Oh wow Mari, that is tough. I'm so sorry you are going through this. Yeah I think he's acting irrationally. He's made a lot of serious life changes and decisions in a short amount of time. I sure hope he doesn't regret them. Maybe he is going through a mid-life crisis.
I would talk to him about everything you mentioned here. Make sure he knows that he won't get to see you and his grandkids if he moves. Can he afford to buy a new house while in retirement? I would be concerned how he is going to pay for his new life. Especially if he plans on travelling back and forth to see his family. I would request to meet his new lady friend too, even if the idea hurts you. Maybe he didn't want to introduce you to her because he is afraid that it will be inconsiderate to your feelings. But you should meet her. Because, she could be great, or she could be a total mess and someone should advise him to stay away.
I don't know, that's a lot to handle. I hope that you both can talk and understand where he is coming from.
My friend just had the same thing happen, except on a quicker scale. Her mom passed away in April of 2011. In October, her dad decided to to start dating and met these women online. In December he got married. He met her three weeks before they got married. His life has completely turned upside down now and he acts like he's happy but he's sooooo different. His kids don't speak to him anymore because they feel like they were shunned - and continue to be shunned. It's not a happy ending here... but I hope your dad does different. I'm sorry you're going through this. ((HUGS)))
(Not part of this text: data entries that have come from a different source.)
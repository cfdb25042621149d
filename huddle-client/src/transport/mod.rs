#[cfg(not(target_arch = "wasm32"))]
mod http_transport;
mod signal_transport;

#[cfg(not(target_arch = "wasm32"))]
pub use http_transport::*;
pub use signal_transport::*;
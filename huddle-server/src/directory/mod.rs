mod accounts;
mod room;
mod room_directory;

pub use accounts::*;
pub use room::*;
pub use room_directory::*;
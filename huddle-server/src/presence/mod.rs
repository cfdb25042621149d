mod memory_store;
mod presence_store;

pub use memory_store::*;
pub use presence_store::*;
use crate::directory::User;
use async_trait::async_trait;
use dashmap::DashMap;
use huddle_core::UserId;
use std::sync::Arc;

/// Account lookup owned by the host application.
#[async_trait]
pub trait Accounts: Send + Sync {
    async fn authenticate(&self, token: &str) -> Option<User>;

    /// Known users among `ids`, in the order given. Unknown ids are skipped.
    async fn users(&self, ids: &[UserId]) -> Vec<User>;
}

#[derive(Clone, Default)]
pub struct MemoryAccounts {
    tokens: Arc<DashMap<String, UserId>>,
    users: Arc<DashMap<UserId, User>>,
}

impl MemoryAccounts {
    pub fn new() -> Self {
        Self::default()
    }

    pub fn insert(&self, token: impl Into<String>, user: User) {
        self.tokens.insert(token.into(), user.id);
        self.users.insert(user.id, user);
    }
}

#[async_trait]
impl Accounts for MemoryAccounts {
    async fn authenticate(&self, token: &str) -> Option<User> {
        let user_id = *self.tokens.get(token)?;
        self.users.get(&user_id).map(|user| user.clone())
    }

    async fn users(&self, ids: &[UserId]) -> Vec<User> {
        ids.iter()
            .filter_map(|id| self.users.get(id).map(|user| user.clone()))
            .collect()
    }
}
use serde::{Deserialize, Serialize};

#[derive(Debug, Clone, PartialEq, Eq, Serialize, Deserialize)]
pub struct IceServerConfig {
    pub urls: Vec<String>,
    #[serde(default)]
    pub username: Option<String>,
    #[serde(default)]
    pub credential: Option<String>,
}

/// ICE candidate in the browser `RTCIceCandidateInit` JSON layout.
#[derive(Debug, Clone, PartialEq, Eq, Serialize, Deserialize)]
#[serde(rename_all = "camelCase")]
pub struct IceCandidate {
    pub candidate: String,
    #[serde(default)]
    pub sdp_mid: Option<String>,
    #[serde(default, rename = "sdpMLineIndex")]
    pub sdp_m_line_index: Option<u16>,
    #[serde(default, skip_serializing_if = "Option::is_none")]
    pub username_fragment: Option<String>,
}

impl IceCandidate {
    pub fn new(candidate: impl Into<String>) -> Self {
        Self {
            candidate: candidate.into(),
            sdp_mid: None,
            sdp_m_line_index: None,
            username_fragment: None,
        }
    }
}

/// One signaling event exchanged between two peers through the relay.
#[derive(Debug, Clone, PartialEq, Eq, Serialize, Deserialize)]
#[serde(tag = "type", rename_all = "lowercase")]
pub enum SignalEvent {
    Offer { sdp: String },
    Answer { sdp: String },
    Candidate { candidate: IceCandidate },
}

impl SignalEvent {
    pub fn is_candidate(&self) -> bool {
        matches!(self, SignalEvent::Candidate { .. })
    }

    pub fn kind(&self) -> &'static str {
        match self {
            SignalEvent::Offer { .. } => "offer",
            SignalEvent::Answer { .. } => "answer",
            SignalEvent::Candidate { .. } => "candidate",
        }
    }
}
Oh wow, that's a lot of stress for you. I don't blame you one bit for any of your feelings there. I think I'd be a mess about it too. Unfortunately, I don't think anything you can say or do will change his mind or help the situation. Some times people have to make their own mistakes for themselves. I'm so sorry, this stinks!
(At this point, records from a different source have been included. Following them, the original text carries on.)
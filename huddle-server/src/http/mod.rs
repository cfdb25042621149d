mod app_state;
mod auth;
mod routes;

pub use app_state::*;
pub use auth::*;
pub use routes::*;
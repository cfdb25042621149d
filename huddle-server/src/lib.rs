mod broadcast;
mod config;
mod directory;
mod error;
mod http;
mod huddle;
mod presence;
mod push;
mod relay;
mod server;

pub use broadcast::*;
pub use config::*;
pub use directory::*;
pub use error::*;
pub use http::*;
pub use huddle::*;
pub use presence::*;
pub use push::*;
pub use relay::*;
pub use server::*;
I'm sorry to hear that you lost your mom. I'm sure even after 3 years you miss her all of the time, and having your dad get so serious about someone else probably stirs up a lot of those feelings.
I agree with Elizabeth; it's possible that he hasn't introduced you to his new ladyfriend because he's worried about your feelings. I think that it might be helpful if you ask to meet her, although I wouldn't do so until you are emotionally ready to give her an honest shot. What I mean is, if you go into it prepared to dislike her, then you probably won't like her. We all have our little flaws and eccentricies, and you'll be a lot more likely to pick hers apart if you're already in the state of mind that you probably won't like her.
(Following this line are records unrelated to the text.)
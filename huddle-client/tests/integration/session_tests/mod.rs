mod test_room_session;
use crate::LinkError;
use crate::engine::PeerEvent;
use async_trait::async_trait;
use futures::channel::mpsc;
use huddle_core::{IceCandidate, UserId};

#[derive(Debug, Clone, Copy, PartialEq, Eq)]
pub enum SdpKind {
    Offer,
    Answer,
}

/// Connection state reported by the native peer connection.
#[derive(Debug, Clone, Copy, PartialEq, Eq)]
pub enum LinkState {
    New,
    Connecting,
    Connected,
    Disconnected,
    Failed,
    Closed,
}

#[derive(Debug, Clone, PartialEq)]
pub enum LinkEvent {
    LocalCandidate(IceCandidate),
    StateChanged(LinkState),
    /// Normalized RMS of the remote audio, `0.0..=1.0`.
    AudioLevel(f32),
}

/// Sink for native callbacks of one link.
///
/// Every event is tagged with the epoch of the link that produced it, so
/// callbacks still firing on a replaced link are dropped by the peer's queue.
#[derive(Debug, Clone)]
pub struct LinkEvents {
    tx: mpsc::UnboundedSender<PeerEvent>,
    epoch: u64,
}

impl LinkEvents {
    pub(crate) fn new(tx: mpsc::UnboundedSender<PeerEvent>, epoch: u64) -> Self {
        Self { tx, epoch }
    }

    pub fn epoch(&self) -> u64 {
        self.epoch
    }

    /// Returns false once the peer has been closed.
    pub fn emit(&self, event: LinkEvent) -> bool {
        self.tx
            .unbounded_send(PeerEvent::Link {
                epoch: self.epoch,
                event,
            })
            .is_ok()
    }
}

/// One native peer connection to a remote user.
#[async_trait(?Send)]
pub trait PeerLink {
    /// Creates an offer and applies it as the local description.
    async fn create_offer(&self) -> Result<String, LinkError>;

    /// Creates an answer to the applied remote offer and applies it locally.
    async fn create_answer(&self) -> Result<String, LinkError>;

    async fn set_remote_description(&self, kind: SdpKind, sdp: &str) -> Result<(), LinkError>;

    /// Drops a pending local offer. Links without rollback return
    /// [`LinkError::Unsupported`] and get replaced instead.
    async fn rollback(&self) -> Result<(), LinkError>;

    async fn add_ice_candidate(&self, candidate: &IceCandidate) -> Result<(), LinkError>;

    async fn set_audio_enabled(&self, enabled: bool) -> Result<(), LinkError>;

    async fn close(&self);
}

#[async_trait(?Send)]
pub trait LinkFactory {
    async fn create(&self, peer: UserId, events: LinkEvents)
    -> Result<Box<dyn PeerLink>, LinkError>;
}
I'm sorry to hear that your dad treated your mom poorly. (((HUGS))) That must have been really really hard on you. (((HUGS))) No matter how he treated your mom though, that is not this woman's fault or doing, so try not to hold it against her that he treats her well (so far - my experience is that people usually start out treating each other fairly well while the relationship is new, but that may start to slip away more and more the longer they are together.)
I agree with Joan that there is probably not a lot that you can say to change his mind about moving. At the end of the day, he has to live his own life. When you're ready to talk about it, maybe you can work with him to set up some sort of plan to make sure that he gets to see/talk to his grandkids (like, calls every Sunday, and you take turns visiting each other every year, things like that.)
I am sorry that you are feeling stressed out, and I don't blame you at all for feeling the way you feel. It's a lot of change, and it sounds like either your dad hasn't given it a lot of thought, or else he hasn't shared those thoughts with you previously. That, on top of missing your mom and also having some leftover negative feelings about how your dad treated your mom, and it's a perfect prescription for feeling very conflicted and upset. I hope that you are able to talk things through with your dad and get to a place where you feel a lot better about it.